Campbell v. Washington County Technical College, No. 98-cv-247-B, at A-9 (D. Me. Oct. 28, 1999) (internal citations and footnote omitted). After a careful review of the record and the pertinent case law, we agree with the district court's ruling.
B. James R. Morrell and Maurice E. Marden
Plaintiffs argue that the district court erred in labeling the individual defendants"employees" of the College. This designation shields the defendants from liability, pursuant to Me. Rev. Stat. Ann. tit. 14, § 8111(1) (West Supp. 1999). Plaintiffs contend that, under Maine law, the individual defendants were independent contractors based on the language of the snow removal contract. The contract states, in pertinent part:
Independent Capacity. The parties hereto agree that the Contractor, and any agents and employees of the Contractor, in the performance of this agreement, shall act in an independent capacity and not as officers, employees or agents of MTCS.

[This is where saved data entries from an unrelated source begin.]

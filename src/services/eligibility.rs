//! Eligibility filter: which catalog discounts can apply to this cart at all.
//!
//! Pure read over the cart, the pre-fetched usage snapshot, and an explicit
//! `now`. Per-discount problems never raise; a discount that fails any check
//! simply drops out of the candidate set.

use chrono::{DateTime, Utc};
use rust_decimal::Decimal;

use crate::{
    models::{Cart, Discount, DiscountKind, DiscountMethod},
    usage::UsageSnapshot,
};

/// Filters `discounts` down to the subset applicable to `cart` at `now`.
///
/// Preserves catalog order, which later fixes the ordering of stacked
/// buy-x-get-y entries in the result.
pub fn eligible_discounts<'a>(
    discounts: &'a [Discount],
    cart: &Cart,
    usage: &UsageSnapshot,
    now: DateTime<Utc>,
) -> Vec<&'a Discount> {
    let subtotal = cart.subtotal();
    discounts
        .iter()
        .filter(|discount| is_eligible(discount, cart, subtotal, usage, now))
        .collect()
}

fn is_eligible(
    discount: &Discount,
    cart: &Cart,
    subtotal: Decimal,
    usage: &UsageSnapshot,
    now: DateTime<Utc>,
) -> bool {
    if !discount.is_active || !discount.is_within_window(now) || !discount.is_well_formed() {
        return false;
    }

    if !code_matches(discount, cart) {
        return false;
    }

    if !discount
        .customer_selection
        .matches(cart.customer_id, &cart.customer_group_ids)
    {
        return false;
    }

    if let Some(minimum) = discount.min_order_amount {
        if subtotal < minimum {
            return false;
        }
    }

    if let Some(limit) = discount.usage_limit {
        if usage.total(discount.id) >= limit {
            return false;
        }
    }

    // Anonymous carts carry zero per-customer usage and are only ever
    // blocked by the total cap.
    if let Some(limit) = discount.usage_limit_per_customer {
        if cart.customer_id.is_some() && usage.for_customer(discount.id) >= limit {
            return false;
        }
    }

    match discount.kind {
        // A shipping discount needs something to ship.
        DiscountKind::Shipping { .. } => !cart.is_empty(),
        // The rest need value on the table.
        DiscountKind::Product { .. }
        | DiscountKind::Order { .. }
        | DiscountKind::BuyXGetY { .. } => {
            cart.lines.iter().any(|line| line.line_subtotal() > Decimal::ZERO)
        }
    }
}

/// Code-method discounts require the cart code to equal the configured code
/// exactly (case-sensitive). Automatic discounts always pass this axis.
fn code_matches(discount: &Discount, cart: &Cart) -> bool {
    match &discount.method {
        DiscountMethod::Automatic => true,
        DiscountMethod::Code { code } => cart.discount_code.as_deref() == Some(code.as_str()),
    }
}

Defendants contend that Maine courts have never deemed the language in a potentially self-serving form contract to be dispositive on this issue. Rather, defendants argue, the district court correctly applied the eight-factor test established by Murray's Case, 154 A. 352 (Me. 1931), to determine whether the individual defendants were employees or independent contractors.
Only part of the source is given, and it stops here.